[Work instructions]
Using the word "await" as the filter, copy each matching line from the records.

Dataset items
========================

// 文本编辑对话框状态管理
// 控制器的 IO 任务在 SSH 运行时执行，结果回到 GPUI 线程后再更新状态

use gpui::{App, AppContext, Context, Entity, Window};
use gpui_component::input::InputState;
use tracing::{debug, error};

use crate::editor::{
    coalesce_watch_events, EditPhase, SubmitStep, TextEditorController, TEXT_FIELD,
};
use crate::i18n;
use crate::models::settings::Language;
use crate::ssh::SshManager;

/// 文本编辑对话框状态
pub struct TextEditorDialogState {
    controller: TextEditorController,
    /// 界面语言
    pub lang: Language,
    /// 多行文本输入框（渲染时创建）
    pub text_input: Option<Entity<InputState>>,
    /// 待写入输入框的内容（写入需要 Window，在渲染时应用）
    pending_text: Option<String>,
}

impl TextEditorDialogState {
    pub fn new(controller: TextEditorController, lang: Language) -> Self {
        Self {
            controller,
            lang,
            text_input: None,
            pending_text: None,
        }
    }

    pub fn controller(&self) -> &TextEditorController {
        &self.controller
    }

    pub fn is_open(&self) -> bool {
        self.controller.is_visible()
    }

    pub fn is_loading(&self) -> bool {
        self.controller.is_loading()
    }

    pub fn is_external(&self) -> bool {
        self.controller.is_external()
    }

    /// 正在读取 / 下载文件
    pub fn is_fetching(&self) -> bool {
        matches!(self.controller.phase(), EditPhase::Loading)
    }

    pub fn is_failed(&self) -> bool {
        matches!(self.controller.phase(), EditPhase::Failed)
    }

    pub fn is_writing(&self) -> bool {
        self.controller.is_writing()
    }

    /// 保存 / 重置是否可用
    pub fn accepts_input(&self) -> bool {
        self.controller.accepts_input()
    }

    /// 对话框标题
    pub fn title(&self) -> String {
        let key = if self.controller.file().is_remote() {
            "editor.title.remote"
        } else {
            "editor.title.local"
        };
        format!(
            "{}: {}",
            i18n::t(&self.lang, key),
            self.controller.session().path
        )
    }

    /// 确保输入框已创建，并写入待同步的内容
    pub fn ensure_input_created(&mut self, window: &mut Window, cx: &mut Context<Self>) {
        if self.text_input.is_none() {
            let placeholder = i18n::t(&self.lang, "editor.placeholder");
            self.text_input = Some(cx.new(|cx| {
                InputState::new(window, cx)
                    .placeholder(placeholder)
                    .auto_grow(20, 30)
            }));
        }

        if let Some(text) = self.pending_text.take() {
            if let Some(input) = &self.text_input {
                input.update(cx, |input, cx| input.set_value(text, window, cx));
            }
        }
    }

    fn input_text(&self, cx: &App) -> Option<String> {
        self.text_input
            .as_ref()
            .map(|input| input.read(cx).value().to_string())
    }

    /// 表单内容同步到输入框
    fn sync_input_from_form(&mut self) {
        if matches!(self.controller.phase(), EditPhase::Editing(_)) {
            self.pending_text = self
                .controller
                .form()
                .value(TEXT_FIELD)
                .map(str::to_string);
        }
    }

    pub fn reset(&mut self) {
        self.controller.reset();
        self.sync_input_from_form();
    }

    pub fn cancel(&mut self) {
        self.controller.cancel();
    }
}

/// 打开对话框：挂载控制器、启动加载和文件监控事件处理
pub fn open_text_editor(state: Entity<TextEditorDialogState>, cx: &mut App) {
    let (task, events, settle) = state.update(cx, |s, cx| {
        let task = s.controller.mount();
        let events = s.controller.take_watch_events();
        cx.notify();
        (task, events, s.controller.upload_settle())
    });

    if let Some(mut events) = events {
        let weak = state.downgrade();
        cx.spawn(async move |async_cx| {
            while let Some(first) = events.recv().await {
                // 等待编辑器写完，再合并期间产生的事件
                async_cx.background_executor().timer(settle).await;
                let event = coalesce_watch_events(first, &mut events);

                let Ok(Some(task)) = weak.update(async_cx, |s, cx| {
                    let task = s.controller.begin_upload(&event);
                    cx.notify();
                    task
                }) else {
                    continue;
                };
                let Ok(result) = SshManager::global().run(task.run()).await else {
                    error!("[Editor] Upload task dropped");
                    let _ = weak.update(async_cx, |s, _| s.controller.abandon_transfer());
                    continue;
                };
                if weak
                    .update(async_cx, |s, cx| {
                        s.controller.finish_upload(result);
                        cx.notify();
                    })
                    .is_err()
                {
                    break;
                }
            }
            debug!("[Editor] Watch event loop stopped");
        })
        .detach();
    }

    let Some(task) = task else {
        return;
    };
    let rx = SshManager::global().run(task.run());
    cx.spawn(async move |async_cx| {
        let Ok(result) = rx.await else {
            error!("[Editor] Load task dropped");
            return;
        };
        let _ = async_cx.update(|cx| {
            state.update(cx, |s, cx| {
                s.controller.finish_load(result);
                s.sync_input_from_form();
                cx.notify();
            });
        });
    })
    .detach();
}

/// 保存：提交输入框内容（按钮和快捷键共用）
pub fn save_text_editor(state: Entity<TextEditorDialogState>, cx: &mut App) {
    let step = state.update(cx, |s, cx| {
        let Some(text) = s.input_text(cx) else {
            return SubmitStep::Ignored;
        };
        let step = s.controller.submit_text(text);
        cx.notify();
        step
    });

    let SubmitStep::Write(task) = step else {
        return;
    };
    let rx = SshManager::global().run(task.run());
    cx.spawn(async move |async_cx| {
        let Ok(result) = rx.await else {
            error!("[Editor] Write task dropped");
            let _ = async_cx.update(|cx| {
                state.update(cx, |s, cx| {
                    s.controller.abandon_transfer();
                    cx.notify();
                })
            });
            return;
        };
        let _ = async_cx.update(|cx| {
            state.update(cx, |s, cx| {
                s.controller.finish_submit(result);
                cx.notify();
            });
        });
    })
    .detach();
}
impl TextEditorController {
    pub fn new(
        props: TextEditorProps,
        services: EditorServices,
        callbacks: EditorCallbacks,
        options: EditorOptions,
    ) -> Self {
        let mut form = EditorForm::new();
        let rules = options
            .max_edit_file_size
            .map(FieldRule::MaxBytes)
            .into_iter()
            .collect();
        form.register(TEXT_FIELD, "", rules);

        let (watch_tx, watch_rx) = mpsc::unbounded_channel();

        Self {
            props,
            services,
            callbacks,
            options,
            session: EditSession::default(),
            phase: EditPhase::Closed,
            form,
            generation: 0,
            mounted: false,
            writing: false,
            watch_tx,
            watch_rx: Some(watch_rx),
        }
    }

    pub fn session(&self) -> &EditSession {
        &self.session
    }

    pub fn phase(&self) -> &EditPhase {
        &self.phase
    }

    pub fn form(&self) -> &EditorForm {
        &self.form
    }

    pub fn form_mut(&mut self) -> &mut EditorForm {
        &mut self.form
    }

    pub fn file(&self) -> &FileRef {
        &self.props.file
    }

    pub fn is_visible(&self) -> bool {
        self.props.visible
    }

    pub fn is_loading(&self) -> bool {
        self.session.loading
    }

    /// 写入或回传进行中，此时不能关闭
    pub fn is_writing(&self) -> bool {
        self.writing
    }

    /// 对话框内的输入是否可提交 / 重置（仅本地编辑且空闲时）
    pub fn accepts_input(&self) -> bool {
        !self.session.loading && matches!(self.phase, EditPhase::Editing(_))
    }

    pub fn upload_settle(&self) -> Duration {
        self.options.upload_settle
    }

    /// 是否处于外置编辑模式
    pub fn is_external(&self) -> bool {
        matches!(self.phase, EditPhase::ExternalWatch(_))
    }

    /// 当前监控的临时文件
    pub fn watched_path(&self) -> Option<&Path> {
        match &self.phase {
            EditPhase::ExternalWatch(remote) if remote.is_watching() => {
                Some(remote.link.local_path.as_path())
            }
            _ => None,
        }
    }

    /// 同步输入框内容到表单
    pub fn set_text(&mut self, text: impl Into<String>) {
        self.form.set_value(TEXT_FIELD, text);
    }

    /// 取走监控事件接收端（UI 层自行驱动）
    pub fn take_watch_events(&mut self) -> Option<UnboundedReceiver<WatchEvent>> {
        self.watch_rx.take()
    }

    /// 挂载：可见时开始加载
    pub fn mount(&mut self) -> Option<LoadTask> {
        self.mounted = true;
        if self.props.visible {
            Some(self.begin_load())
        } else {
            None
        }
    }

    /// 重新显示对话框
    pub fn show(&mut self) -> LoadTask {
        self.mounted = true;
        self.props.visible = true;
        self.begin_load()
    }

    pub fn begin_load(&mut self) -> LoadTask {
        self.close_watcher();
        self.generation += 1;

        let path = self.props.file.resolved_path();
        info!("[Editor] Loading {}", path);

        self.session.loading = true;
        self.session.path = path.clone();
        self.session.text.clear();
        self.phase = EditPhase::Loading;

        LoadTask {
            generation: self.generation,
            file: self.props.file.clone(),
            path,
            fs: self.services.fs.clone(),
            sftp: self.services.sftp.clone(),
            options: self.options.clone(),
            watch_tx: self.watch_tx.clone(),
        }
    }

    pub fn finish_load(&mut self, result: LoadResult) {
        if result.generation != self.generation || !self.mounted || !self.props.visible {
            debug!(
                "[Editor] Discarding stale load (generation {})",
                result.generation
            );
            if let Ok(LoadOutcome::Remote { mut watcher, .. }) = result.outcome {
                watcher.close();
            }
            return;
        }

        self.session.loading = false;
        match result.outcome {
            Ok(LoadOutcome::Local { text }) => {
                self.session.text = text.clone();
                self.form.set_initial(TEXT_FIELD, text.clone());
                self.phase = EditPhase::Editing(LocalEdit {
                    original_text: text,
                });
            }
            Ok(LoadOutcome::Remote {
                link,
                handle,
                watcher,
            }) => {
                self.form.set_initial(TEXT_FIELD, "");
                self.phase = EditPhase::ExternalWatch(RemoteExternalEdit {
                    link,
                    handle,
                    watcher: Some(watcher),
                });
            }
            Err(e) => {
                self.phase = EditPhase::Failed;
                self.services.reporter.report(&e);
            }
        }
    }

    /// 挂载并完成加载
    pub async fn open(&mut self) {
        if let Some(task) = self.mount() {
            let result = task.run().await;
            self.finish_load(result);
        }
    }

    pub async fn load(&mut self) {
        let task = self.begin_load();
        let result = task.run().await;
        self.finish_load(result);
    }

    /// 对话框保存：外置编辑和加载失败时输入框不代表文件内容，直接忽略
    pub fn submit_text(&mut self, text: impl Into<String>) -> SubmitStep {
        if !self.accepts_input() {
            debug!("[Editor] Dialog submit ignored in {:?}", self.phase);
            return SubmitStep::Ignored;
        }
        self.set_text(text);
        self.begin_submit()
    }

    pub fn begin_submit(&mut self) -> SubmitStep {
        if self.session.loading {
            debug!("[Editor] Submit ignored while loading");
            return SubmitStep::Ignored;
        }

        let cached_handle = match &self.phase {
            EditPhase::Editing(_) => None,
            EditPhase::ExternalWatch(remote) => Some(remote.handle.clone()),
            _ => return SubmitStep::Ignored,
        };

        let values = match self.form.validate() {
            Ok(values) => values,
            Err(errors) => {
                debug!(
                    "[Editor] Validation failed on field '{}'",
                    errors.first_invalid
                );
                return SubmitStep::Ignored;
            }
        };
        let Some(text) = values.get(TEXT_FIELD).map(str::to_string) else {
            return SubmitStep::Ignored;
        };

        if text == self.session.text {
            info!("[Editor] Content unchanged, closing {}", self.session.path);
            self.cancel();
            return SubmitStep::Cancelled;
        }

        self.session.loading = true;
        self.writing = true;

        let target = if self.props.file.is_remote() {
            WriteTarget::Remote {
                handle: cached_handle,
                connector: self.services.sftp.clone(),
            }
        } else {
            WriteTarget::Local(self.services.fs.clone())
        };

        SubmitStep::Write(WriteTask {
            path: self.session.path.clone(),
            text,
            mode: self.props.file.mode,
            target,
        })
    }

    pub fn finish_submit(&mut self, result: Result<bool, EditorError>) {
        self.session.loading = false;
        self.writing = false;
        match result {
            Ok(true) => {
                info!("[Editor] Saved {}", self.session.path);
                (self.callbacks.after_write)();
                self.close();
            }
            Ok(false) => {
                warn!("[Editor] Write to {} was rejected", self.session.path);
                self.services.reporter.report(&EditorError::WriteRejected {
                    path: self.session.path.clone(),
                });
            }
            Err(e) => self.services.reporter.report(&e),
        }
    }

    pub async fn submit(&mut self) {
        if let SubmitStep::Write(task) = self.begin_submit() {
            let result = task.run().await;
            self.finish_submit(result);
        }
    }

    /// 临时文件变化时生成回传任务
    pub fn begin_upload(&mut self, event: &WatchEvent) -> Option<UploadTask> {
        if event.kind != WatchEventKind::Change {
            return None;
        }
        let EditPhase::ExternalWatch(remote) = &self.phase else {
            debug!("[Editor] Ignoring watch event outside external editing");
            return None;
        };
        if event.path != remote.link.local_path {
            return None;
        }

        info!(
            "[Editor] {:?} changed, uploading to {}",
            remote.link.local_path, remote.link.remote_path
        );
        let task = UploadTask {
            link: remote.link.clone(),
            handle: remote.handle.clone(),
        };
        self.writing = true;
        Some(task)
    }

    pub fn finish_upload(&mut self, result: Result<u64, EditorError>) {
        self.writing = false;
        match result {
            Ok(bytes) => {
                info!("[Editor] Uploaded {} bytes to {}", bytes, self.session.path);
                if self.options.close_after_external_save {
                    self.close();
                }
            }
            Err(e) => self.services.reporter.report(&e),
        }
    }

    pub async fn handle_watch_event(&mut self, event: WatchEvent) {
        if let Some(task) = self.begin_upload(&event) {
            let result = task.run().await;
            self.finish_upload(result);
        }
    }

    /// 任务未返回结果（运行时已关闭）时恢复空闲状态
    pub fn abandon_transfer(&mut self) {
        warn!("[Editor] Transfer for {} did not complete", self.session.path);
        self.session.loading = false;
        self.writing = false;
    }

    /// 合并并处理所有已排队的监控事件，返回处理批次
    pub async fn drain_watch_events(&mut self) -> usize {
        let Some(mut events) = self.watch_rx.take() else {
            return 0;
        };
        let mut handled = 0;
        while let Ok(first) = events.try_recv() {
            let event = coalesce_watch_events(first, &mut events);
            self.handle_watch_event(event).await;
            handled += 1;
        }
        self.watch_rx = Some(events);
        handled
    }

    /// 恢复为加载时的内容
    pub fn reset(&mut self) {
        if !self.accepts_input() {
            return;
        }
        self.form.reset_fields();
    }

    /// 取消；写入未完成时忽略，避免进程退出打断写入
    pub fn cancel(&mut self) {
        if self.writing {
            debug!("[Editor] Cancel ignored while writing {}", self.session.path);
            return;
        }
        self.close();
    }

    fn close(&mut self) {
        let was_visible = self.props.visible;
        self.props.visible = false;
        self.close_watcher();
        self.phase = EditPhase::Closed;
        self.session.loading = false;
        self.writing = false;
        if was_visible {
            (self.callbacks.on_close)();
        }
    }

    fn close_watcher(&mut self) {
        if let EditPhase::ExternalWatch(remote) = &mut self.phase {
            if let Some(mut watcher) = remote.watcher.take() {
                watcher.close();
                info!("[Editor] Stopped watching {:?}", remote.link.local_path);
            }
        }
    }

    pub fn unmount(&mut self) {
        if !self.mounted {
            return;
        }
        self.mounted = false;
        self.close_watcher();
    }
}
// SSH 层错误：建立连接、认证、校验主机密钥、打开 SFTP 子系统
// 上层（SftpError）只透传这些错误，不再细分

use thiserror::Error;

/// SSH 错误类型
#[derive(Debug, Error)]
pub enum SshError {
    /// 配置错误
    #[error("Configuration error: {0}")]
    Config(String),

    /// IO 错误（网络连接等）
    #[error("IO error: {0}")]
    Io(#[from] std::io::Error),

    /// 认证失败
    #[error("Authentication failed: {0}")]
    Auth(String),

    /// SSH 协议错误
    #[error("SSH protocol error: {0}")]
    Protocol(String),

    /// 密钥错误
    #[error("Key error: {0}")]
    Key(String),

    /// 主机密钥校验失败
    #[error("Host key verification failed: {0}")]
    HostKey(String),

    /// 连接超时
    #[error("Connection timeout after {0}s")]
    Timeout(u64),

    /// 服务端拒绝打开子系统（如未启用 sftp-server）
    #[error("Subsystem '{name}' rejected: {reason}")]
    Subsystem { name: String, reason: String },

    /// 会话已断开
    #[error("Session disconnected: {0}")]
    Disconnected(String),
}

impl From<russh::Error> for SshError {
    fn from(e: russh::Error) -> Self {
        SshError::Protocol(e.to_string())
    }
}

impl From<russh::keys::Error> for SshError {
    fn from(e: russh::keys::Error) -> Self {
        SshError::Key(e.to_string())
    }
}

#[cfg(test)]
mod tests {
    use super::*;

    #[test]
    fn test_subsystem_error_names_subsystem() {
        let err = SshError::Subsystem {
            name: "sftp".to_string(),
            reason: "channel failure".to_string(),
        };
        assert_eq!(err.to_string(), "Subsystem 'sftp' rejected: channel failure");
    }

    #[test]
    fn test_io_error_converts() {
        let io = std::io::Error::new(std::io::ErrorKind::ConnectionRefused, "refused");
        assert!(matches!(SshError::from(io), SshError::Io(_)));
    }
}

========================

[Response]
            while let Some(first) = events.recv().await {
                async_cx.background_executor().timer(settle).await;
                let Ok(result) = SshManager::global().run(task.run()).await else {
        let Ok(result) = rx.await else {
        let Ok(result) = rx.await else {
            let result = task.run().await;
        let result = task.run().await;
            let result = task.run().await;
            let result = task.run().await;
            self.handle_watch_event(event).await;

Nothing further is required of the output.